If you’ve met me, you would probably say I come across as confident, happy, and strong in who I am. That has not always been the case. As a middleschooler, I desperately wanted to fit in, so I was willing to change whatever was necessary to be part of the popular group. Curls? I tried to straighten them. Clothes? I tried to wear the “right” ones. Topics of discussion? Whatever everyone else was talking about, and I won’t even begin to recount the endless hours of obsessing over my appearance and how it would never make me one of the hot popular girls that all the boys liked. I tried so hard to fit the mold of who I thought I needed to be, and not only was it exhausting, it didn’t work.

8th grade was probably the most difficult year of my life. I started at a new school in a year where there were few new kids.

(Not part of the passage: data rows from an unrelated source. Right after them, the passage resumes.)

/*!
 * Scheduler Lifecycle
 *
 * Start, stop, and manual driving. Exactly one thread owns loop progression
 * at a time: the background worker started by [`Scheduler::start`], or a
 * caller driving ticks by hand.
 *
 * Shutdown follows a graceful-with-fallback pattern: `stop` joins the worker
 * after it drains or discards; dropping a scheduler that was never stopped
 * falls back to an immediate shutdown and logs a warning.
 */

use super::event_loop::{LoopPhase, TickReport};
use super::{Scheduler, Shared};
use crate::core::errors::{SchedulerError, SchedulerResult};
use crate::core::limits::LOOP_THREAD_NAME;
use crate::core::types::ShutdownMode;
use serde::{Deserialize, Serialize};
use std::sync::Arc;
use std::thread;
use tracing::{error, info, warn};

/// What a call to [`Scheduler::stop`] accomplished
#[derive(Debug, Clone, Copy, PartialEq, Eq, Serialize, Deserialize)]
pub struct ShutdownReport {
    /// Effective mode (an earlier immediate request wins over graceful)
    pub mode: ShutdownMode,
    /// Tasks that ran between the stop request and loop exit
    pub executed: u64,
    /// Queued tasks dropped without running
    pub discarded: u64,
    /// Whether a background loop thread was joined
    pub joined: bool,
}

impl Shared {
    /// Refuse new work and wake the loop so it can act on the request
    ///
    /// The queues close before the stop flag is published, so every push
    /// that succeeded is visible to a driver that observes the flag.
    pub(crate) fn request_stop(&self, mode: ShutdownMode) {
        self.queues.close();
        let previous = self.escalate_stop(mode);
        self.signal.notify();

        if previous.is_none() || (previous == Some(ShutdownMode::Graceful) && mode == ShutdownMode::Immediate) {
            info!(scheduler = %self.id, mode = ?mode, "Shutdown requested");
        }
    }
}

impl Shared {
    /// Hand back loop ownership after manual driving
    ///
    /// A stop requested while this thread held the loop is completed here,
    /// since the stopper could not claim the loop itself.
    fn release_manual_driver(&self) {
        loop {
            match self.stop_mode() {
                Some(mode) => self.settle_shutdown(mode),
                None => self.set_phase(LoopPhase::Idle),
            }
            self.release_driver();

            // A stop that landed between the check above and the release
            // lost its claim to us; settle it if nobody else has
            if self.stop_mode().is_none() || self.phase() == LoopPhase::Stopped || !self.claim_driver() {
                break;
            }
        }
    }
}

impl Scheduler {
    /// Spawn the loop on a dedicated thread
    ///
    /// Fails with `AlreadyRunning` if the loop is already owned, and `Closed`
    /// once shutdown has begun.
    pub fn start(&self) -> SchedulerResult<()> {
        let shared = self.shared();
        if shared.stop_mode().is_some() {
            return Err(SchedulerError::Closed);
        }
        if !shared.claim_driver() {
            return Err(SchedulerError::AlreadyRunning);
        }

        let mut worker = self.worker.lock();
        let loop_shared = Arc::clone(shared);
        let spawned = thread::Builder::new()
            .name(LOOP_THREAD_NAME.to_string())
            .spawn(move || {
                loop_shared.run();
                loop_shared.release_driver();
            });

        match spawned {
            Ok(handle) => {
                *worker = Some(handle);
                Ok(())
            }
            Err(e) => {
                shared.release_driver();
                Err(SchedulerError::SpawnFailed(e.to_string()))
            }
        }
    }

    /// Stop the scheduler and wait for the loop to halt
    ///
    /// Graceful mode runs every task already queued; immediate mode lets the
    /// in-flight task finish and discards the rest. Either way enqueue fails
    /// with `Closed` from here on. A scheduler that was never started runs
    /// its shutdown on the calling thread. While another thread drives the
    /// loop by hand, that driver completes the shutdown before its current
    /// call returns.
    pub fn stop(&self, mode: ShutdownMode) -> ShutdownReport {
        let shared = self.shared();
        let executed_before = shared.stats.executed();
        let discarded_before = shared.stats.discarded();

        shared.request_stop(mode);

        let worker = self.worker.lock().take();
        let joined = match worker {
            // Stopped from inside a task: the loop exits once that task returns
            Some(handle) if handle.thread().id() == thread::current().id() => false,
            Some(handle) => {
                if handle.join().is_err() {
                    error!(scheduler = %shared.id, "Scheduler loop thread panicked");
                }
                true
            }
            None => {
                if shared.claim_driver() {
                    shared.run();
                    shared.release_driver();
                } else if shared.stop_mode() == Some(ShutdownMode::Immediate) {
                    // A manual driver is mid-tick and settles the shutdown
                    // when it lets go; discard now so the report counts it
                    shared.discard_pending();
                }
                false
            }
        };

        let report = ShutdownReport {
            mode: shared.stop_mode().unwrap_or(mode),
            executed: shared.stats.executed() - executed_before,
            discarded: shared.stats.discarded() - discarded_before,
            joined,
        };
        info!(
            scheduler = %shared.id,
            mode = ?report.mode,
            executed = report.executed,
            discarded = report.discarded,
            joined,
            "Scheduler stopped"
        );
        report
    }

    /// Whether a background loop thread is attached
    pub fn is_running(&self) -> bool {
        self.worker
            .lock()
            .as_ref()
            .is_some_and(|handle| !handle.is_finished())
    }

    /// Run one tick on the calling thread
    ///
    /// For embedding in another loop and for deterministic tests. Fails
    /// with `AlreadyRunning` while the background loop owns the scheduler.
    pub fn tick(&self) -> SchedulerResult<TickReport> {
        let shared = self.shared();
        if shared.stop_mode().is_some() {
            return Err(SchedulerError::Closed);
        }
        if !shared.claim_driver() {
            return Err(SchedulerError::AlreadyRunning);
        }

        let report = shared.tick();
        shared.release_manual_driver();
        Ok(report)
    }

    /// Tick until both queues are empty; returns the number of tasks run
    pub fn run_until_idle(&self) -> SchedulerResult<u64> {
        let shared = self.shared();
        if shared.stop_mode().is_some() {
            return Err(SchedulerError::Closed);
        }
        if !shared.claim_driver() {
            return Err(SchedulerError::AlreadyRunning);
        }

        let before = shared.stats.executed();
        while !shared.queues.is_idle() && shared.stop_mode().is_none() {
            shared.tick();
        }
        shared.release_manual_driver();
        Ok(shared.stats.executed() - before)
    }
}

impl Drop for Scheduler {
    fn drop(&mut self) {
        let shared = Arc::clone(self.shared());
        let worker = self.worker.get_mut().take();

        match worker {
            Some(handle) => {
                warn!(
                    scheduler = %shared.id,
                    "Scheduler dropped while running, falling back to immediate shutdown"
                );
                shared.request_stop(ShutdownMode::Immediate);
                if handle.thread().id() != thread::current().id() && handle.join().is_err() {
                    error!(scheduler = %shared.id, "Scheduler loop thread panicked");
                }
            }
            None if shared.phase() != LoopPhase::Stopped => {
                // Never started or never settled: discard outstanding work
                shared.request_stop(ShutdownMode::Immediate);
                if shared.claim_driver() {
                    shared.settle_shutdown(ShutdownMode::Immediate);
                    shared.release_driver();
                }
            }
            None => {}
        }
    }
}

#[cfg(test)]
mod tests {
    use super::*;
    use crate::core::types::Priority;
    use crate::scheduler::SchedulerConfig;
    use std::sync::atomic::{AtomicUsize, Ordering};

    #[test]
    fn test_stop_without_start_drains_inline() {
        let scheduler = Scheduler::new(SchedulerConfig::default()).unwrap();
        let count = Arc::new(AtomicUsize::new(0));
        for _ in 0..3 {
            let count = Arc::clone(&count);
            scheduler
                .enqueue(Priority::Deferred, move || {
                    count.fetch_add(1, Ordering::SeqCst);
                })
                .unwrap();
        }

        let report = scheduler.stop(ShutdownMode::Graceful);
        assert_eq!(report.executed, 3);
        assert_eq!(report.discarded, 0);
        assert!(!report.joined);
        assert_eq!(count.load(Ordering::SeqCst), 3);
        assert_eq!(scheduler.metrics().phase, LoopPhase::Stopped);
    }

    #[test]
    fn test_start_twice_is_rejected() {
        let scheduler = Scheduler::new(SchedulerConfig::default()).unwrap();
        scheduler.start().unwrap();
        assert_eq!(scheduler.start(), Err(SchedulerError::AlreadyRunning));
        assert_eq!(scheduler.tick(), Err(SchedulerError::AlreadyRunning));

        let report = scheduler.stop(ShutdownMode::Graceful);
        assert!(report.joined);
        assert_eq!(scheduler.start(), Err(SchedulerError::Closed));
    }

    #[test]
    fn test_manual_tick_after_stop_is_closed() {
        let scheduler = Scheduler::new(SchedulerConfig::default()).unwrap();
        scheduler.stop(ShutdownMode::Immediate);
        assert_eq!(scheduler.tick(), Err(SchedulerError::Closed));
        assert_eq!(scheduler.run_until_idle(), Err(SchedulerError::Closed));
    }

    #[test]
    fn test_second_stop_reports_nothing() {
        let scheduler = Scheduler::new(SchedulerConfig::default()).unwrap();
        scheduler.immediate(|| {}).unwrap();
        assert_eq!(scheduler.stop(ShutdownMode::Graceful).executed, 1);

        let again = scheduler.stop(ShutdownMode::Graceful);
        assert_eq!((again.executed, again.discarded), (0, 0));
    }
}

I thought because I had a friend in the popular group, I had an “in” and that all my dreams of becoming popular, fitting in, and being accepted would come true. Well, I thought wrong. I didn’t account for the girl that I thought was my friend spreading rumors, and suddenly my dreams of becoming popular vanished. For all the women/girls reading, you know it’s a bad year in middle school when you don’t get invited to any girls’ houses for a sleepover. To top it off, that was also the year that my other grandmother came to live with us because she was dying of lung cancer. She passed in our guest room, weighing only 55 lbs. I was 14.

Be Strong in Who You Are

I believe that things happen for a reason, and it turned out that the most difficult year of my life and that girl were actually huge blessings in disguise. If it had not been for her or that year, my life could have turned out very differently. The universe showed me in no uncertain terms that I was not meant to be like everyone else.ย  None of us are. We’re all unique. That summer, I went to camp, and for the first time in my life, I was me. The “me” that walks up to random people and introduces myself, the “me” that is often playful, silly, and goofy, the “me” that is curious and adventurous. It was there that I met a girl that changed my life. I talked about her in one of my original posts, Letters of Appreciation. She was my closest friend that summer, and it was the first time in my life that I felt affirmed in being who I was. I had to leave camp early that year, so she arranged a surprise going away party for me. No one had ever done anything like that for me outside of my family. I walked into the room and all over the walls were “We’ll miss you, Jackie” posters that all the girls on my floor had created. That one act of kindness still brings tears to my eyes.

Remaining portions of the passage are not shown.